The Things We Make: The Unknown History of Invention from Cathedrals to Soda Cans by Bill Hammack (Mar. 5, $18.99 trade paper, ISBN 978-1-72828-045-5) argues that a consistent set of principles and processes underlies all major inventions, including medieval stone arches and contemporary soda cans.

St. Martin’s

Alien Earths: The New Science of Planet Hunting in the Cosmos by Lisa Kaltenegger (Apr. 16, $30, ISBN 978-1-250-28363-4) looks at how understanding Earth’s history can inform the hunt for extraterrestrial life and spotlights unusual planets recently discovered by astrophysicists, including bodies covered in lava or orbiting two suns.

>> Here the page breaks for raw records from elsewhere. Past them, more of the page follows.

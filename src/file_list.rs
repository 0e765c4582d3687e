use crate::format::{FileKind, file_badge, file_kind, format_date, format_file_size, format_shape};
use crate::models::FileInfo;
use chrono::Local;
use eframe::egui;
use eframe::egui::{Color32, RichText, Ui};

#[derive(Debug, Clone, PartialEq, Eq)]
pub enum FileListAction {
    Select(String),
    Delete(String),
    Refresh,
}

#[derive(Debug, Clone, Copy, PartialEq, Eq, Default)]
pub struct LibraryStats {
    pub total_files: usize,
    pub total_size: u64,
    pub csv_files: usize,
    pub excel_files: usize,
}

pub fn library_stats(files: &[FileInfo]) -> LibraryStats {
    files.iter().fold(LibraryStats::default(), |mut acc, f| {
        acc.total_files += 1;
        acc.total_size += f.size;
        match file_kind(&f.filename) {
            FileKind::Csv => acc.csv_files += 1,
            FileKind::Excel => acc.excel_files += 1,
            FileKind::Other => {}
        }
        acc
    })
}

/// What a file card shows, computed without touching the UI.
#[derive(Debug, Clone, PartialEq)]
pub struct FileCard {
    pub filename: String,
    pub badge: String,
    pub subtitle: String,
    pub shape: Option<String>,
    pub selected: bool,
}

pub fn file_cards(files: &[FileInfo], selected: Option<&str>) -> Vec<FileCard> {
    let now = Local::now();
    files
        .iter()
        .map(|f| FileCard {
            filename: f.filename.clone(),
            badge: file_badge(&f.filename),
            subtitle: format!(
                "{} • {}",
                format_file_size(f.size),
                format_date(&f.upload_date, now)
            ),
            shape: format_shape(f.rows, f.columns),
            selected: selected == Some(f.filename.as_str()),
        })
        .collect()
}

fn badge_color(badge: &str) -> Color32 {
    match badge {
        "CSV" => Color32::from_rgb(80, 180, 100),
        "XLSX" | "XLS" => Color32::from_rgb(70, 130, 220),
        _ => Color32::GRAY,
    }
}

/// Stateless list over externally owned files. `deleting` disables the delete
/// button of the row whose removal is in flight; rows only disappear once the
/// caller refreshes `files`.
pub fn file_list(
    ui: &mut Ui,
    files: &[FileInfo],
    selected: Option<&str>,
    deleting: Option<&str>,
    refreshing: bool,
) -> Option<FileListAction> {
    let mut action = None;
    let stats = library_stats(files);

    ui.horizontal(|ui| {
        ui.heading("File Library");
        ui.label(format!(
            "{} files • {} total",
            stats.total_files,
            format_file_size(stats.total_size)
        ));
        ui.with_layout(egui::Layout::right_to_left(egui::Align::Center), |ui| {
            let label = if refreshing { "Refreshing..." } else { "⟳ Refresh" };
            if ui.add_enabled(!refreshing, egui::Button::new(label)).clicked() {
                action = Some(FileListAction::Refresh);
            }
        });
    });
    ui.separator();

    if files.is_empty() {
        ui.vertical_centered(|ui| {
            ui.label(RichText::new("No files uploaded yet").strong());
            ui.label("Upload your first data file to get started. Supported formats include CSV and Excel files.");
        });
        return action;
    }

    ui.label("Click on a file to select it for analysis.");

    for card in file_cards(files, selected) {
        let frame = if card.selected {
            egui::Frame::group(ui.style()).fill(ui.visuals().selection.bg_fill.gamma_multiply(0.4))
        } else {
            egui::Frame::group(ui.style())
        };
        frame.show(ui, |ui| {
            ui.set_min_width(ui.available_width());
            ui.horizontal(|ui| {
                ui.label(RichText::new(&card.badge).color(badge_color(&card.badge)).strong());
                let title = if card.selected {
                    format!("✔ {}", card.filename)
                } else {
                    card.filename.clone()
                };
                if ui.selectable_label(card.selected, title).clicked() {
                    action = Some(FileListAction::Select(card.filename.clone()));
                }
                ui.with_layout(egui::Layout::right_to_left(egui::Align::Center), |ui| {
                    let busy = deleting == Some(card.filename.as_str());
                    let label = if busy { "Deleting..." } else { "🗑" };
                    if ui.add_enabled(!busy, egui::Button::new(label)).clicked() {
                        action = Some(FileListAction::Delete(card.filename.clone()));
                    }
                });
            });
            ui.label(&card.subtitle);
            if let Some(shape) = &card.shape {
                ui.label(shape);
            }
        });
    }

    ui.add_space(8.0);
    ui.collapsing("Library Statistics", |ui| {
        egui::Grid::new("library_stats_grid").show(ui, |ui| {
            ui.label("Total Files:");
            ui.label(stats.total_files.to_string());
            ui.end_row();
            ui.label("Total Size:");
            ui.label(format_file_size(stats.total_size));
            ui.end_row();
            ui.label("CSV Files:");
            ui.label(stats.csv_files.to_string());
            ui.end_row();
            ui.label("Excel Files:");
            ui.label(stats.excel_files.to_string());
            ui.end_row();
        });
    });

    action
}

#[cfg(test)]
mod tests {
    use super::*;

    fn sales() -> FileInfo {
        FileInfo {
            filename: "sales.csv".into(),
            size: 2048,
            upload_date: "2024-01-01".into(),
            rows: Some(100),
            columns: Some(4),
        }
    }

    #[test]
    fn single_file_renders_one_card() {
        let files = vec![sales()];
        let cards = file_cards(&files, None);
        assert_eq!(cards.len(), 1);
        let card = &cards[0];
        assert_eq!(card.filename, "sales.csv");
        assert!(card.subtitle.starts_with("2 KB • "));
        assert_eq!(card.shape.as_deref(), Some("100 rows • 4 columns"));
        assert_eq!(card.badge, "CSV");
        assert!(!card.selected);
    }

    #[test]
    fn selection_marks_exactly_one_card() {
        let mut other = sales();
        other.filename = "budget.xlsx".into();
        other.rows = None;
        let files = vec![sales(), other];
        let cards = file_cards(&files, Some("budget.xlsx"));
        assert_eq!(cards.iter().filter(|c| c.selected).count(), 1);
        assert!(cards[1].selected);
        assert_eq!(cards[1].shape, None);
    }

    #[test]
    fn stats_count_kinds_and_bytes() {
        let mut excel = sales();
        excel.filename = "b.XLS".into();
        excel.size = 1000;
        let mut other = sales();
        other.filename = "notes.txt".into();
        other.size = 1;
        let stats = library_stats(&[sales(), excel, other]);
        assert_eq!(
            stats,
            LibraryStats {
                total_files: 3,
                total_size: 3049,
                csv_files: 1,
                excel_files: 1,
            }
        );
    }
}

How to Win Friends and Influence Fungi: Collected Quirks of Science, Tech, Engineering, and Math from Nerd Nite by Chris Balakrishnan and Matt Wasowski, illus. by Kristen Orr (Feb. 20, $30, ISBN 978-1-250-28834-9), surveys scientific trivia on such topics as the biology of hangovers and the James Webb telescope’s influence on movie special effects.

Univ. of California

The Random Factor: How Chance and Luck Profoundly Shape Our Lives and the World Around Us by Mark Robert Rank (Apr. 23, $27.95, ISBN 978-0-520-39096-6) contends that chance plays a profound role in nature, history, and human societies, and reflects on how to model public policy, and one’s life, accordingly.

Univ. of Chicago

Extinctions: From Dinosaurs to You by Charles Frankel (May 30, $26, ISBN 978-0-226-74101-7) proposes that the mass dying out of dinosaurs and later annihilation of megafauna during the Ice Age reveal how humanity can survive climate change by preserving the planet’s biodiversity.

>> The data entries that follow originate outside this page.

#[cfg(test)]
mod tests {
    use super::*;
    use crate::models::UploadResponse;
    use std::collections::BTreeMap;

    fn state() -> DashboardState {
        state_with(Layout::Tabbed)
    }

    fn state_with(layout: Layout) -> DashboardState {
        let config = Config {
            layout,
            ..Config::default()
        };
        let mut s = DashboardState::new(&config);
        s.take_commands();
        s
    }

    fn report(id: &str) -> AnalysisResponse {
        AnalysisResponse {
            report_id: id.into(),
            ..Default::default()
        }
    }

    fn file(name: &str) -> FileInfo {
        FileInfo {
            filename: name.into(),
            size: 10,
            upload_date: "2024-01-01".into(),
            rows: None,
            columns: None,
        }
    }

    fn preview(name: &str) -> DatasetPreview {
        DatasetPreview {
            filename: name.into(),
            shape: (1, 1),
            columns: vec!["a".into()],
            dtypes: BTreeMap::new(),
            sample_data: Vec::new(),
            missing_values: BTreeMap::new(),
        }
    }

    #[test]
    fn startup_loads_the_file_list() {
        let mut s = DashboardState::new(&Config::default());
        assert_eq!(s.take_commands(), vec![Command::RefreshFiles]);
        assert!(s.take_commands().is_empty());
    }

    #[test]
    fn upload_event_refreshes_once() {
        let mut s = state();
        s.handle_upload_event(
            UploadEvent::Uploaded(UploadResponse {
                filename: Some("sales.csv".into()),
                ..Default::default()
            }),
            Instant::now(),
        );
        assert_eq!(s.take_commands(), vec![Command::RefreshFiles]);
        assert_eq!(s.notices.len(), 1);
    }

    #[test]
    fn selecting_loads_preview_and_starts_chat() {
        let mut s = state_with(Layout::Modal);
        s.select_file("sales.csv");
        assert_eq!(s.take_commands(), vec![Command::LoadPreview("sales.csv".into())]);
        assert_eq!(s.chat.as_ref().map(|c| c.filename()), Some("sales.csv"));

        s.select_file("sales.csv");
        assert!(s.take_commands().is_empty(), "reselecting is a no-op");
    }

    #[test]
    fn switching_file_discards_previous_results() {
        let now = Instant::now();
        let mut s = state_with(Layout::Modal);
        s.select_file("a.csv");
        s.apply_preview(Ok(preview("a.csv")), now);
        s.apply_analysis(Ok(AnalysisResponse::default()), now);
        assert!(s.preview.is_some() && s.analysis.is_some());

        s.select_file("b.csv");
        assert!(s.preview.is_none());
        assert!(s.analysis.is_none());
        assert_eq!(s.chat.as_ref().map(|c| c.filename()), Some("b.csv"));
    }

    #[test]
    fn chat_only_exists_in_the_modal_layout() {
        for layout in [Layout::Tabbed, Layout::Form] {
            let mut s = state_with(layout);
            s.select_file("a.csv");
            assert!(s.chat.is_none());
        }
    }

    #[test]
    fn analysis_for_previous_file_is_dropped_on_switch() {
        let now = Instant::now();
        let mut s = state();
        s.select_file("a.csv");
        s.analysis_promise = Some((now, Promise::from_ready(Ok(report("for-a")))));
        assert!(s.is_analyzing());

        s.select_file("b.csv");
        assert!(!s.is_analyzing(), "new file can be analyzed right away");
        s.poll(now);
        assert_eq!(s.selected.as_deref(), Some("b.csv"));
        assert!(s.analysis.is_none());
        assert_eq!(s.selected_tab, Tab::UploadManage);
    }

    #[test]
    fn queued_analysis_is_dropped_on_switch() {
        let mut s = state();
        s.select_file("a.csv");
        s.submit_analysis(AnalyzeRequest::new("a.csv"));
        s.select_file("b.csv");
        assert_eq!(s.take_commands(), vec![Command::LoadPreview("b.csv".into())]);
    }

    #[test]
    fn analysis_for_deleted_file_is_dropped() {
        let now = Instant::now();
        let mut s = state();
        s.select_file("a.csv");
        s.analysis_promise = Some((now, Promise::from_ready(Ok(report("for-a")))));

        s.apply_deleted(Ok("a.csv".into()), now);
        s.poll(now);
        assert_eq!(s.selected, None);
        assert!(s.analysis.is_none());
        assert_eq!(s.selected_tab, Tab::UploadManage);
    }

    #[test]
    fn upload_finishes_while_panel_is_hidden() {
        let now = Instant::now();
        let mut s = state();
        s.selected_tab = Tab::Analyze;
        let resp = UploadResponse {
            filename: Some("sales.csv".into()),
            ..Default::default()
        };
        s.upload.track("sales.csv", Promise::from_ready(Ok(resp)), now);
        assert!(s.has_request_in_flight());

        s.poll(now);
        assert_eq!(s.take_commands(), vec![Command::RefreshFiles]);
        assert!(!s.has_request_in_flight());

        s.poll(now);
        assert!(s.take_commands().is_empty(), "one refresh per upload");
    }

    #[test]
    fn deleting_selected_file_clears_dependents() {
        let now = Instant::now();
        let mut s = state();
        s.files = vec![file("a.csv"), file("b.csv")];
        s.select_file("a.csv");
        s.apply_preview(Ok(preview("a.csv")), now);
        s.apply_analysis(Ok(AnalysisResponse::default()), now);
        s.take_commands();

        s.confirm_delete("a.csv");
        assert_eq!(s.deleting.as_deref(), Some("a.csv"));
        assert_eq!(s.take_commands(), vec![Command::Delete("a.csv".into())]);

        s.apply_deleted(Ok("a.csv".into()), now);
        assert_eq!(s.selected, None);
        assert!(s.preview.is_none());
        assert!(s.analysis.is_none());
        assert!(s.chat.is_none());
        assert_eq!(s.deleting, None);
        assert_eq!(s.take_commands(), vec![Command::RefreshFiles]);
    }

    #[test]
    fn deleting_another_file_keeps_selection() {
        let now = Instant::now();
        let mut s = state();
        s.select_file("a.csv");
        s.apply_preview(Ok(preview("a.csv")), now);
        s.apply_deleted(Ok("b.csv".into()), now);
        assert_eq!(s.selected.as_deref(), Some("a.csv"));
        assert!(s.preview.is_some());
    }

    #[test]
    fn failures_keep_prior_state() {
        let now = Instant::now();
        let mut s = state();
        s.files = vec![file("a.csv")];
        s.apply_files(Err(RequestFailure::Network("refused".into())), now);
        assert_eq!(s.files.len(), 1);

        s.select_file("a.csv");
        s.confirm_delete("a.csv");
        s.apply_deleted(Err(RequestFailure::Server("locked".into())), now);
        assert_eq!(s.selected.as_deref(), Some("a.csv"));
        assert_eq!(s.deleting, None);
        assert!(s.notices.iter().any(|n| n.kind == NoticeKind::Error && n.text.contains("locked")));
    }

    #[test]
    fn only_one_analysis_is_queued() {
        let mut s = state();
        s.submit_analysis(AnalyzeRequest::new("a.csv"));
        assert!(s.is_analyzing());
        s.submit_analysis(AnalyzeRequest::new("a.csv").with_question("again"));
        assert_eq!(s.take_commands(), vec![Command::Analyze(AnalyzeRequest::new("a.csv"))]);
    }

    #[test]
    fn completed_analysis_opens_results_tab() {
        let mut s = state();
        s.apply_analysis(Ok(AnalysisResponse::default()), Instant::now());
        assert_eq!(s.selected_tab, Tab::Results);
    }

    #[test]
    fn notices_expire_after_four_seconds() {
        let now = Instant::now();
        let mut s = state();
        s.notify(NoticeKind::Success, "done", now);
        s.expire_notices(now + Duration::from_millis(3999));
        assert_eq!(s.notices.len(), 1);
        s.expire_notices(now + NOTICE_TTL);
        assert!(s.notices.is_empty());
    }
}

The Well-Connected Animal: Social Networks and the Wondrous Complexity of Animal Societies by Lee Alan Dugatkin (May 16, $29, ISBN 978-0-226-81878-8) studies how animals share information and resources through socializing, including how great tit birds learn to break into milk bottles and how vampire bats split meals.

Yale Univ.

As If Human: Ethics and Artificial Intelligence by Nigel Shadbolt and Roger Hampson (May 14, $28, ISBN 978-0-300-26829-4) suggests that humans should regard the decisions of AI as if the technology were human and outlines seven principles for ensuring its ethical use.